Nothing in the records may change. Print them all again.
++++ Source data ++++
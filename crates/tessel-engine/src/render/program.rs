//! Program compilation and interface reflection.
//!
//! Each stage is parsed and validated on the CPU with naga before any GPU
//! object exists, so malformed sources surface as [`DeviceError`]s instead of
//! device-level validation panics. Linking then checks the stage interfaces
//! against each other and reflects the vertex attributes and the uniform block
//! that callers look up by name.

use naga::valid::{Capabilities, ValidationFlags, Validator};

use super::device::{AttributeSlot, DeviceError, ShaderStage, UniformSlot};

/// WGSL sources of a two-stage program.
///
/// Each stage is a separate module and must contain exactly the entry point
/// for its stage. Uniforms live in one struct bound at `@group(0) @binding(0)`;
/// when both stages declare it, the layouts must match.
#[derive(Debug, Copy, Clone)]
pub struct ProgramSource<'a> {
    pub label: &'a str,
    pub vertex: &'a str,
    pub fragment: &'a str,
}

#[derive(Debug, Clone, Eq, PartialEq)]
pub struct AttributeInfo {
    pub name: String,
    pub slot: AttributeSlot,
}

#[derive(Debug, Clone, Eq, PartialEq)]
pub struct UniformInfo {
    pub name: String,
    /// Byte offset inside the uniform block.
    pub offset: u32,
    /// Byte size of the member.
    pub size: u32,
}

/// Reflected interface of a linked program.
#[derive(Debug, Clone, Default)]
pub struct ProgramInterface {
    pub vertex_entry: String,
    pub fragment_entry: String,
    pub attributes: Vec<AttributeInfo>,
    pub uniforms: Vec<UniformInfo>,
    /// Size of the uniform block in bytes; zero when the program has none.
    pub uniform_block_size: u32,
}

impl ProgramInterface {
    pub fn attribute(&self, name: &str) -> Option<AttributeSlot> {
        self.attributes.iter().find(|a| a.name == name).map(|a| a.slot)
    }

    pub fn uniform(&self, name: &str) -> Option<UniformSlot> {
        self.uniforms
            .iter()
            .position(|u| u.name == name)
            .map(|i| UniformSlot(i as u32))
    }

    pub fn uniform_info(&self, slot: UniformSlot) -> Option<&UniformInfo> {
        self.uniforms.get(slot.0 as usize)
    }

    pub fn has_uniform_block(&self) -> bool {
        self.uniform_block_size > 0
    }
}

/// Compiles both stages and links them into a [`ProgramInterface`].
pub fn link_program(source: &ProgramSource<'_>) -> Result<ProgramInterface, DeviceError> {
    let vertex = compile_stage(source.label, ShaderStage::Vertex, source.vertex)?;
    let fragment = compile_stage(source.label, ShaderStage::Fragment, source.fragment)?;

    let link_error = |message: String| DeviceError::Link {
        label: source.label.to_string(),
        message,
    };

    let vs_entry = find_entry(&vertex, naga::ShaderStage::Vertex)
        .ok_or_else(|| link_error("vertex source declares no @vertex entry point".into()))?;
    let fs_entry = find_entry(&fragment, naga::ShaderStage::Fragment)
        .ok_or_else(|| link_error("fragment source declares no @fragment entry point".into()))?;

    let mut attributes = Vec::new();
    for arg in &vs_entry.function.arguments {
        collect_locations(&vertex, arg.name.as_deref(), arg.ty, arg.binding.as_ref(), &mut attributes);
    }
    attributes.sort_by_key(|(_, location)| *location);

    let mut outputs = Vec::new();
    if let Some(result) = &vs_entry.function.result {
        collect_locations(&vertex, None, result.ty, result.binding.as_ref(), &mut outputs);
    }

    let mut inputs = Vec::new();
    for arg in &fs_entry.function.arguments {
        collect_locations(&fragment, arg.name.as_deref(), arg.ty, arg.binding.as_ref(), &mut inputs);
    }

    for (name, location) in &inputs {
        if !outputs.iter().any(|(_, out)| out == location) {
            return Err(link_error(format!(
                "fragment input '{name}' at location {location} is not written by the vertex stage"
            )));
        }
    }

    let vs_block = uniform_block(&vertex).map_err(link_error)?;
    let fs_block = uniform_block(&fragment).map_err(link_error)?;

    let block = match (vs_block, fs_block) {
        (Some(vs), Some(fs)) if vs != fs => {
            return Err(link_error(
                "vertex and fragment stages declare different uniform block layouts".into(),
            ));
        }
        (Some(vs), _) => Some(vs),
        (None, fs) => fs,
    };

    let (uniforms, uniform_block_size) = match block {
        Some(b) => (b.members, b.size),
        None => (Vec::new(), 0),
    };

    Ok(ProgramInterface {
        vertex_entry: vs_entry.name.clone(),
        fragment_entry: fs_entry.name.clone(),
        attributes: attributes
            .into_iter()
            .map(|(name, location)| AttributeInfo {
                name,
                slot: AttributeSlot(location),
            })
            .collect(),
        uniforms,
        uniform_block_size,
    })
}

fn compile_stage(label: &str, stage: ShaderStage, source: &str) -> Result<naga::Module, DeviceError> {
    let compile_error = |message: String| DeviceError::Compile {
        label: label.to_string(),
        stage,
        message,
    };

    let module = naga::front::wgsl::parse_str(source)
        .map_err(|e| compile_error(e.emit_to_string(source)))?;

    Validator::new(ValidationFlags::all(), Capabilities::all())
        .validate(&module)
        .map_err(|e| compile_error(e.to_string()))?;

    Ok(module)
}

fn find_entry(module: &naga::Module, stage: naga::ShaderStage) -> Option<&naga::EntryPoint> {
    module.entry_points.iter().find(|ep| ep.stage == stage)
}

/// Collects `@location` bindings, descending into struct-typed arguments.
fn collect_locations(
    module: &naga::Module,
    name: Option<&str>,
    ty: naga::Handle<naga::Type>,
    binding: Option<&naga::Binding>,
    out: &mut Vec<(String, u32)>,
) {
    match binding {
        Some(naga::Binding::Location { location, .. }) => {
            out.push((name.unwrap_or_default().to_string(), *location));
        }
        Some(_) => {}
        None => {
            if let naga::TypeInner::Struct { members, .. } = &module.types[ty].inner {
                for member in members {
                    collect_locations(
                        module,
                        member.name.as_deref(),
                        member.ty,
                        member.binding.as_ref(),
                        out,
                    );
                }
            }
        }
    }
}

#[derive(Debug, PartialEq)]
struct UniformBlock {
    members: Vec<UniformInfo>,
    size: u32,
}

fn uniform_block(module: &naga::Module) -> Result<Option<UniformBlock>, String> {
    let mut block = None;

    for (_, var) in module.global_variables.iter() {
        let Some(binding) = &var.binding else { continue };
        let name = var.name.as_deref().unwrap_or("<unnamed>");

        if var.space != naga::AddressSpace::Uniform || binding.group != 0 || binding.binding != 0 {
            return Err(format!(
                "resource '{name}' at @group({}) @binding({}) is not supported; \
                 only a uniform struct at @group(0) @binding(0)",
                binding.group, binding.binding
            ));
        }

        let naga::TypeInner::Struct { members, span } = &module.types[var.ty].inner else {
            return Err(format!("uniform '{name}' must be a struct"));
        };

        let gctx = module.to_ctx();
        block = Some(UniformBlock {
            members: members
                .iter()
                .map(|m| UniformInfo {
                    name: m.name.clone().unwrap_or_default(),
                    offset: m.offset,
                    size: module.types[m.ty].inner.size(gctx),
                })
                .collect(),
            size: *span,
        });
    }

    Ok(block)
}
++++
Finished task
filename crates/tessel-engine/src/render/program.rs
//! Program compilation and interface reflection.
//!
//! Each stage is parsed and validated on the CPU with naga before any GPU
//! object exists, so malformed sources surface as [`DeviceError`]s instead of
//! device-level validation panics. Linking then checks the stage interfaces
//! against each other and reflects the vertex attributes and the uniform block
//! that callers look up by name.

use naga::valid::{Capabilities, ValidationFlags, Validator};

use super::device::{AttributeSlot, DeviceError, ShaderStage, UniformSlot};

/// WGSL sources of a two-stage program.
///
/// Each stage is a separate module and must contain exactly the entry point
/// for its stage. Uniforms live in one struct bound at `@group(0) @binding(0)`;
/// when both stages declare it, the layouts must match.
#[derive(Debug, Copy, Clone)]
pub struct ProgramSource<'a> {
    pub label: &'a str,
    pub vertex: &'a str,
    pub fragment: &'a str,
}

#[derive(Debug, Clone, Eq, PartialEq)]
pub struct AttributeInfo {
    pub name: String,
    pub slot: AttributeSlot,
}

#[derive(Debug, Clone, Eq, PartialEq)]
pub struct UniformInfo {
    pub name: String,
    /// Byte offset inside the uniform block.
    pub offset: u32,
    /// Byte size of the member.
    pub size: u32,
}

/// Reflected interface of a linked program.
#[derive(Debug, Clone, Default)]
pub struct ProgramInterface {
    pub vertex_entry: String,
    pub fragment_entry: String,
    pub attributes: Vec<AttributeInfo>,
    pub uniforms: Vec<UniformInfo>,
    /// Size of the uniform block in bytes; zero when the program has none.
    pub uniform_block_size: u32,
}

impl ProgramInterface {
    pub fn attribute(&self, name: &str) -> Option<AttributeSlot> {
        self.attributes.iter().find(|a| a.name == name).map(|a| a.slot)
    }

    pub fn uniform(&self, name: &str) -> Option<UniformSlot> {
        self.uniforms
            .iter()
            .position(|u| u.name == name)
            .map(|i| UniformSlot(i as u32))
    }

    pub fn uniform_info(&self, slot: UniformSlot) -> Option<&UniformInfo> {
        self.uniforms.get(slot.0 as usize)
    }

    pub fn has_uniform_block(&self) -> bool {
        self.uniform_block_size > 0
    }
}

/// Compiles both stages and links them into a [`ProgramInterface`].
pub fn link_program(source: &ProgramSource<'_>) -> Result<ProgramInterface, DeviceError> {
    let vertex = compile_stage(source.label, ShaderStage::Vertex, source.vertex)?;
    let fragment = compile_stage(source.label, ShaderStage::Fragment, source.fragment)?;

    let link_error = |message: String| DeviceError::Link {
        label: source.label.to_string(),
        message,
    };

    let vs_entry = find_entry(&vertex, naga::ShaderStage::Vertex)
        .ok_or_else(|| link_error("vertex source declares no @vertex entry point".into()))?;
    let fs_entry = find_entry(&fragment, naga::ShaderStage::Fragment)
        .ok_or_else(|| link_error("fragment source declares no @fragment entry point".into()))?;

    let mut attributes = Vec::new();
    for arg in &vs_entry.function.arguments {
        collect_locations(&vertex, arg.name.as_deref(), arg.ty, arg.binding.as_ref(), &mut attributes);
    }
    attributes.sort_by_key(|(_, location)| *location);

    let mut outputs = Vec::new();
    if let Some(result) = &vs_entry.function.result {
        collect_locations(&vertex, None, result.ty, result.binding.as_ref(), &mut outputs);
    }

    let mut inputs = Vec::new();
    for arg in &fs_entry.function.arguments {
        collect_locations(&fragment, arg.name.as_deref(), arg.ty, arg.binding.as_ref(), &mut inputs);
    }

    for (name, location) in &inputs {
        if !outputs.iter().any(|(_, out)| out == location) {
            return Err(link_error(format!(
                "fragment input '{name}' at location {location} is not written by the vertex stage"
            )));
        }
    }

    let vs_block = uniform_block(&vertex).map_err(link_error)?;
    let fs_block = uniform_block(&fragment).map_err(link_error)?;

    let block = match (vs_block, fs_block) {
        (Some(vs), Some(fs)) if vs != fs => {
            return Err(link_error(
                "vertex and fragment stages declare different uniform block layouts".into(),
            ));
        }
        (Some(vs), _) => Some(vs),
        (None, fs) => fs,
    };

    let (uniforms, uniform_block_size) = match block {
        Some(b) => (b.members, b.size),
        None => (Vec::new(), 0),
    };

    Ok(ProgramInterface {
        vertex_entry: vs_entry.name.clone(),
        fragment_entry: fs_entry.name.clone(),
        attributes: attributes
            .into_iter()
            .map(|(name, location)| AttributeInfo {
                name,
                slot: AttributeSlot(location),
            })
            .collect(),
        uniforms,
        uniform_block_size,
    })
}

fn compile_stage(label: &str, stage: ShaderStage, source: &str) -> Result<naga::Module, DeviceError> {
    let compile_error = |message: String| DeviceError::Compile {
        label: label.to_string(),
        stage,
        message,
    };

    let module = naga::front::wgsl::parse_str(source)
        .map_err(|e| compile_error(e.emit_to_string(source)))?;

    Validator::new(ValidationFlags::all(), Capabilities::all())
        .validate(&module)
        .map_err(|e| compile_error(e.to_string()))?;

    Ok(module)
}

fn find_entry(module: &naga::Module, stage: naga::ShaderStage) -> Option<&naga::EntryPoint> {
    module.entry_points.iter().find(|ep| ep.stage == stage)
}

/// Collects `@location` bindings, descending into struct-typed arguments.
fn collect_locations(
    module: &naga::Module,
    name: Option<&str>,
    ty: naga::Handle<naga::Type>,
    binding: Option<&naga::Binding>,
    out: &mut Vec<(String, u32)>,
) {
    match binding {
        Some(naga::Binding::Location { location, .. }) => {
            out.push((name.unwrap_or_default().to_string(), *location));
        }
        Some(_) => {}
        None => {
            if let naga::TypeInner::Struct { members, .. } = &module.types[ty].inner {
                for member in members {
                    collect_locations(
                        module,
                        member.name.as_deref(),
                        member.ty,
                        member.binding.as_ref(),
                        out,
                    );
                }
            }
        }
    }
}

#[derive(Debug, PartialEq)]
struct UniformBlock {
    members: Vec<UniformInfo>,
    size: u32,
}

fn uniform_block(module: &naga::Module) -> Result<Option<UniformBlock>, String> {
    let mut block = None;

    for (_, var) in module.global_variables.iter() {
        let Some(binding) = &var.binding else { continue };
        let name = var.name.as_deref().unwrap_or("<unnamed>");

        if var.space != naga::AddressSpace::Uniform || binding.group != 0 || binding.binding != 0 {
            return Err(format!(
                "resource '{name}' at @group({}) @binding({}) is not supported; \
                 only a uniform struct at @group(0) @binding(0)",
                binding.group, binding.binding
            ));
        }

        let naga::TypeInner::Struct { members, span } = &module.types[var.ty].inner else {
            return Err(format!("uniform '{name}' must be a struct"));
        };

        let gctx = module.to_ctx();
        block = Some(UniformBlock {
            members: members
                .iter()
                .map(|m| UniformInfo {
                    name: m.name.clone().unwrap_or_default(),
                    offset: m.offset,
                    size: module.types[m.ty].inner.size(gctx),
                })
                .collect(),
            size: *span,
        });
    }

    Ok(block)
}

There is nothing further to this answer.